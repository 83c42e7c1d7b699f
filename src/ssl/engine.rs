//! TLS engine seam
//!
//! The controller never touches cryptography. It asks an `EngineConnection`
//! to start, advance and report on a handshake, and waits on the transport
//! when the engine needs more I/O.

use super::cache::CipherSuite;
use super::cert::PeerIdentity;
use super::config::{Role, SslOption, TlsVersion};
use super::credential::ServerCredential;
use super::Result;
use bytes::Bytes;
use std::collections::HashSet;
use std::net::TcpStream;
use std::time::Duration;

/// Outcome of one handshake step
#[derive(Debug, Clone, Copy, PartialEq, Eq)]
pub enum Progress {
    /// Handshake finished
    Complete,
    /// Engine needs the transport to become readable
    WantRead,
    /// Engine needs the transport to become writable
    WantWrite,
}

/// Transport readiness to wait for
#[derive(Debug, Clone, Copy, PartialEq, Eq)]
pub enum Interest {
    Read,
    Write,
}

/// Session the engine created or resumed during a handshake
#[derive(Debug, Clone, PartialEq, Eq)]
pub struct NegotiatedSession {
    pub id: Bytes,
    /// Serialized session the engine can resume from
    pub state: Option<Bytes>,
}

/// Parameters of an established connection
#[derive(Debug, Clone, Default, PartialEq, Eq)]
pub struct NegotiatedParams {
    pub protocol: Option<TlsVersion>,
    pub cipher: Option<String>,
    pub cipher_suite: Option<CipherSuite>,
    /// Cipher key size in bits
    pub key_size: u32,
    /// Effective secret key size in bits
    pub secret_key_size: u32,
    /// Peer certificate identity, absent for unauthenticated peers
    pub peer: Option<PeerIdentity>,
    pub session: Option<NegotiatedSession>,
    pub resumed: bool,
}

/// Per-connection settings the engine applies when a handshake begins
#[derive(Debug, Clone, Default)]
pub struct ConnectionSettings {
    pub options: HashSet<SslOption>,
    /// Opaque peer name handed to the engine
    pub url: Option<String>,
    pub min_version: Option<TlsVersion>,
    pub max_version: Option<TlsVersion>,
    pub credential: Option<ServerCredential>,
}

impl ConnectionSettings {
    pub fn is_enabled(&self, option: SslOption) -> bool {
        self.options.contains(&option)
    }

    pub fn set(&mut self, option: SslOption, enabled: bool) {
        if enabled {
            self.options.insert(option);
        } else {
            self.options.remove(&option);
        }
    }
}

/// One connection inside the external TLS engine
pub trait EngineConnection: Send {
    /// Check that a certificate/key pair is usable for its key exchange kind
    fn validate_credential(&self, credential: &ServerCredential) -> Result<()>;

    /// Discard any previous handshake and prepare a new one
    fn begin(&mut self, role: Role, settings: &ConnectionSettings) -> Result<()>;

    /// Advance the handshake without blocking
    fn step(&mut self) -> Result<Progress>;

    /// Block until the transport is ready or `timeout` elapses
    ///
    /// Returns true if the transport became ready.
    fn wait(&mut self, interest: Interest, timeout: Duration) -> Result<bool>;

    /// Negotiated parameters, once the handshake is complete
    fn negotiated(&self) -> Option<NegotiatedParams>;

    /// Session id assigned so far, complete or not
    fn session_id(&self) -> Option<Bytes>;

    /// Drop in-flight handshake state
    fn abort(&mut self);

    /// Close the connection
    fn shutdown(&mut self);
}

/// Factory wrapping transports into engine connections
pub trait TlsEngine: Send + Sync {
    fn import(&self, stream: TcpStream) -> Result<Box<dyn EngineConnection>>;
}
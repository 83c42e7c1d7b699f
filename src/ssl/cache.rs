//! Server session cache
//!
//! Holds resumable session state keyed by session id. The cache is bounded:
//! a full cache drops expired entries first and then the least recently used
//! one. Expiry is checked on every read, so a background sweep is only
//! needed to reclaim memory.

use super::config::{CacheConfig, TlsVersion, DEFAULT_TIMEOUT_SECS, MAX_SESSION_LIFETIME};
use super::error::SslError;
use super::Result;
use bytes::Bytes;
use std::collections::HashMap;
use std::fmt;
use std::fs::{self, OpenOptions};
use std::io;
use std::path::Path;
use std::sync::mpsc::{self, RecvTimeoutError};
use std::sync::{Arc, Mutex, MutexGuard, PoisonError, Weak};
use std::thread::{self, JoinHandle};
use std::time::{Duration, Instant};

/// Negotiated cipher suite, by IANA code point
#[derive(Debug, Clone, Copy, PartialEq, Eq, Hash)]
pub struct CipherSuite(pub u16);

impl CipherSuite {
    pub const TLS_AES_128_GCM_SHA256: CipherSuite = CipherSuite(0x1301);
    pub const TLS_AES_256_GCM_SHA384: CipherSuite = CipherSuite(0x1302);
    pub const TLS_CHACHA20_POLY1305_SHA256: CipherSuite = CipherSuite(0x1303);
    pub const TLS_ECDHE_ECDSA_WITH_AES_128_GCM_SHA256: CipherSuite = CipherSuite(0xC02B);
    pub const TLS_ECDHE_RSA_WITH_AES_128_GCM_SHA256: CipherSuite = CipherSuite(0xC02F);
    pub const TLS_ECDHE_ECDSA_WITH_AES_256_GCM_SHA384: CipherSuite = CipherSuite(0xC02C);
    pub const TLS_ECDHE_RSA_WITH_AES_256_GCM_SHA384: CipherSuite = CipherSuite(0xC030);

    /// Build from the two-byte wire identifier
    pub fn from_protocol_id(id: [u8; 2]) -> Self {
        CipherSuite(u16::from_be_bytes(id))
    }
}

impl fmt::Display for CipherSuite {
    fn fmt(&self, f: &mut fmt::Formatter<'_>) -> fmt::Result {
        write!(f, "0x{:04X}", self.0)
    }
}

/// One resumable session
#[derive(Debug, Clone, PartialEq, Eq)]
pub struct SessionCacheEntry {
    session_id: Bytes,
    created_at: Instant,
    expires_at: Instant,
    cipher_suite: CipherSuite,
    peer_identity: Option<Bytes>,
    protocol: Option<TlsVersion>,
    state: Option<Bytes>,
}

impl SessionCacheEntry {
    /// Create an entry that expires `lifetime` from now
    ///
    /// A zero lifetime is raised to one nanosecond so the entry still
    /// expires strictly after it was created. Lifetimes are capped at
    /// `MAX_SESSION_LIFETIME`.
    pub fn new(session_id: impl Into<Bytes>, cipher_suite: CipherSuite, lifetime: Duration) -> Self {
        let created_at = Instant::now();
        let lifetime = lifetime.clamp(Duration::from_nanos(1), MAX_SESSION_LIFETIME);
        SessionCacheEntry {
            session_id: session_id.into(),
            created_at,
            expires_at: created_at
                .checked_add(lifetime)
                .unwrap_or(created_at + Duration::from_secs(DEFAULT_TIMEOUT_SECS)),
            cipher_suite,
            peer_identity: None,
            protocol: None,
            state: None,
        }
    }

    /// Attach the peer's identity (DER certificate)
    pub fn with_peer_identity(mut self, identity: impl Into<Bytes>) -> Self {
        self.peer_identity = Some(identity.into());
        self
    }

    pub fn with_protocol(mut self, protocol: TlsVersion) -> Self {
        self.protocol = Some(protocol);
        self
    }

    /// Attach the engine's serialized session, used to resume
    pub fn with_state(mut self, state: impl Into<Bytes>) -> Self {
        self.state = Some(state.into());
        self
    }

    pub fn session_id(&self) -> &Bytes {
        &self.session_id
    }

    pub fn created_at(&self) -> Instant {
        self.created_at
    }

    pub fn expires_at(&self) -> Instant {
        self.expires_at
    }

    pub fn cipher_suite(&self) -> CipherSuite {
        self.cipher_suite
    }

    pub fn peer_identity(&self) -> Option<&Bytes> {
        self.peer_identity.as_ref()
    }

    pub fn protocol(&self) -> Option<TlsVersion> {
        self.protocol
    }

    pub fn state(&self) -> Option<&Bytes> {
        self.state.as_ref()
    }

    /// Whether the entry is past expiry at `now`
    pub fn is_expired_at(&self, now: Instant) -> bool {
        now >= self.expires_at
    }
}

/// Cache counters
#[derive(Debug, Clone, Copy, Default, PartialEq, Eq)]
pub struct CacheStats {
    pub hits: u64,
    pub misses: u64,
    pub inserts: u64,
    pub evictions: u64,
    pub expirations: u64,
}

struct Slot {
    entry: SessionCacheEntry,
    last_access: u64,
}

#[derive(Default)]
struct CacheInner {
    config: Option<CacheConfig>,
    entries: HashMap<Bytes, Slot>,
    clock: u64,
    stats: CacheStats,
}

impl CacheInner {
    fn tick(&mut self) -> u64 {
        self.clock += 1;
        self.clock
    }

    fn purge_expired(&mut self, now: Instant) -> usize {
        let before = self.entries.len();
        self.entries.retain(|_, slot| !slot.entry.is_expired_at(now));
        let purged = before - self.entries.len();
        self.stats.expirations += purged as u64;
        purged
    }

    fn evict_lru(&mut self) -> Option<Bytes> {
        let victim = self
            .entries
            .iter()
            .min_by_key(|(_, slot)| (slot.last_access, slot.entry.created_at))
            .map(|(id, _)| id.clone())?;
        self.entries.remove(&victim);
        self.stats.evictions += 1;
        Some(victim)
    }
}

/// Bounded, expiring store of resumable server sessions
///
/// A cache starts unconfigured: lookups miss and inserts are dropped until
/// `configure` succeeds. It can be configured exactly once.
pub struct SessionCache {
    inner: Mutex<CacheInner>,
}

impl SessionCache {
    /// Create an unconfigured cache
    pub fn new() -> Self {
        SessionCache {
            inner: Mutex::new(CacheInner::default()),
        }
    }

    /// Create and configure a cache in one step
    pub fn with_config(config: CacheConfig) -> Result<Self> {
        let cache = SessionCache::new();
        cache.configure(config)?;
        Ok(cache)
    }

    fn lock(&self) -> MutexGuard<'_, CacheInner> {
        self.inner.lock().unwrap_or_else(PoisonError::into_inner)
    }

    /// Apply the cache parameters
    ///
    /// Fails with `AlreadyConfigured` after a previous success; the earlier
    /// parameters stay in effect.
    pub fn configure(&self, config: CacheConfig) -> Result<()> {
        if let Some(dir) = config.storage_directory() {
            check_storage_directory(dir)?;
        }

        let mut inner = self.lock();
        if inner.config.is_some() {
            return Err(SslError::AlreadyConfigured);
        }

        tracing::info!(
            "Session cache configured: max_entries={}, timeout={:?}, alt_timeout={:?}, directory={:?}",
            config.max_entries,
            config.timeout,
            config.alt_timeout,
            config.storage_directory
        );
        inner.config = Some(config);
        Ok(())
    }

    pub fn is_configured(&self) -> bool {
        self.lock().config.is_some()
    }

    /// Active configuration, if any
    pub fn config(&self) -> Option<CacheConfig> {
        self.lock().config.clone()
    }

    pub fn storage_directory(&self) -> Option<std::path::PathBuf> {
        self.lock()
            .config
            .as_ref()
            .and_then(|c| c.storage_directory.clone())
    }

    /// Lifetime a new session at `protocol` would get
    pub fn lifetime_for(&self, protocol: Option<TlsVersion>) -> Option<Duration> {
        self.lock().config.as_ref().map(|c| c.lifetime_for(protocol))
    }

    /// Find a live session
    pub fn lookup(&self, session_id: &[u8]) -> Option<SessionCacheEntry> {
        let now = Instant::now();
        let mut inner = self.lock();
        if inner.config.is_none() {
            return None;
        }

        let expired = match inner.entries.get(session_id) {
            None => {
                inner.stats.misses += 1;
                return None;
            }
            Some(slot) => slot.entry.is_expired_at(now),
        };

        if expired {
            inner.entries.remove(session_id);
            inner.stats.expirations += 1;
            inner.stats.misses += 1;
            return None;
        }

        let tick = inner.tick();
        inner.stats.hits += 1;
        let slot = inner.entries.get_mut(session_id)?;
        slot.last_access = tick;
        Some(slot.entry.clone())
    }

    /// Store a session, evicting if the cache is full
    pub fn insert(&self, entry: SessionCacheEntry) {
        let now = Instant::now();
        let mut inner = self.lock();
        let max_entries = match inner.config.as_ref() {
            Some(config) => config.max_entries as usize,
            None => {
                tracing::debug!(
                    "Dropping session {} for unconfigured cache",
                    hex_id(&entry.session_id)
                );
                return;
            }
        };

        if !inner.entries.contains_key(&entry.session_id) && inner.entries.len() >= max_entries {
            inner.purge_expired(now);
            while inner.entries.len() >= max_entries {
                match inner.evict_lru() {
                    Some(victim) => tracing::debug!("Evicted session {}", hex_id(&victim)),
                    None => break,
                }
            }
        }

        let tick = inner.tick();
        inner.stats.inserts += 1;
        tracing::debug!("Cached session {}", hex_id(&entry.session_id));
        inner.entries.insert(
            entry.session_id.clone(),
            Slot {
                entry,
                last_access: tick,
            },
        );
    }

    /// Mark a resumed session as recently used
    ///
    /// The session keeps its original expiry. Returns false if the session
    /// is absent or expired.
    pub fn refresh(&self, session_id: &[u8]) -> bool {
        let now = Instant::now();
        let mut inner = self.lock();
        let live = inner
            .entries
            .get(session_id)
            .map(|slot| !slot.entry.is_expired_at(now))
            .unwrap_or(false);
        if !live {
            return false;
        }
        let tick = inner.tick();
        match inner.entries.get_mut(session_id) {
            Some(slot) => {
                slot.last_access = tick;
                true
            }
            None => false,
        }
    }

    /// Invalidate one session
    pub fn remove(&self, session_id: &[u8]) -> Option<SessionCacheEntry> {
        let removed = self.lock().entries.remove(session_id).map(|slot| slot.entry);
        if removed.is_some() {
            tracing::debug!("Removed session {}", hex_id(session_id));
        }
        removed
    }

    /// Invalidate every session
    pub fn clear(&self) {
        self.lock().entries.clear();
    }

    /// Drop all expired sessions, returning how many were dropped
    pub fn purge_expired(&self) -> usize {
        self.lock().purge_expired(Instant::now())
    }

    /// Number of stored sessions, including expired ones not yet purged
    pub fn len(&self) -> usize {
        self.lock().entries.len()
    }

    pub fn is_empty(&self) -> bool {
        self.lock().entries.is_empty()
    }

    pub fn stats(&self) -> CacheStats {
        self.lock().stats
    }

    /// Start a thread that purges expired sessions every `interval`
    ///
    /// The thread holds only a weak reference and stops when the returned
    /// `Sweeper` is dropped or the cache goes away.
    pub fn spawn_sweeper(self: &Arc<Self>, interval: Duration) -> Sweeper {
        let cache: Weak<SessionCache> = Arc::downgrade(self);
        let (stop_tx, stop_rx) = mpsc::channel::<()>();

        let thread = thread::spawn(move || loop {
            match stop_rx.recv_timeout(interval) {
                Err(RecvTimeoutError::Timeout) => {
                    let Some(cache) = cache.upgrade() else {
                        break;
                    };
                    let purged = cache.purge_expired();
                    if purged > 0 {
                        tracing::debug!("Sweeper purged {} expired sessions", purged);
                    }
                }
                Ok(()) | Err(RecvTimeoutError::Disconnected) => break,
            }
        });

        Sweeper {
            stop: Some(stop_tx),
            thread: Some(thread),
        }
    }
}

impl Default for SessionCache {
    fn default() -> Self {
        SessionCache::new()
    }
}

impl fmt::Debug for SessionCache {
    fn fmt(&self, f: &mut fmt::Formatter<'_>) -> fmt::Result {
        let inner = self.lock();
        f.debug_struct("SessionCache")
            .field("config", &inner.config)
            .field("len", &inner.entries.len())
            .field("stats", &inner.stats)
            .finish()
    }
}

/// Background purge thread; stops on drop
pub struct Sweeper {
    stop: Option<mpsc::Sender<()>>,
    thread: Option<JoinHandle<()>>,
}

impl Drop for Sweeper {
    fn drop(&mut self) {
        if let Some(stop) = self.stop.take() {
            let _ = stop.send(());
        }
        if let Some(thread) = self.thread.take() {
            let _ = thread.join();
        }
    }
}

/// Verify the directory exists and accepts new files
fn check_storage_directory(dir: &Path) -> Result<()> {
    let unavailable = |source: io::Error| SslError::StorageUnavailable {
        path: dir.to_path_buf(),
        source,
    };

    let meta = fs::metadata(dir).map_err(unavailable)?;
    if !meta.is_dir() {
        return Err(unavailable(io::Error::new(
            io::ErrorKind::Other,
            "not a directory",
        )));
    }

    let probe = dir.join(format!(".session-cache-probe-{}", std::process::id()));
    OpenOptions::new()
        .write(true)
        .create_new(true)
        .open(&probe)
        .map_err(unavailable)?;
    fs::remove_file(&probe).map_err(unavailable)?;
    Ok(())
}

fn hex_id(id: &[u8]) -> String {
    id.iter().take(8).map(|b| format!("{:02x}", b)).collect()
}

Problem to work on
Whenever a line includes the word "Progress", pull it out of the entries.

Your response
pub enum Progress {
    fn step(&mut self) -> Result<Progress>;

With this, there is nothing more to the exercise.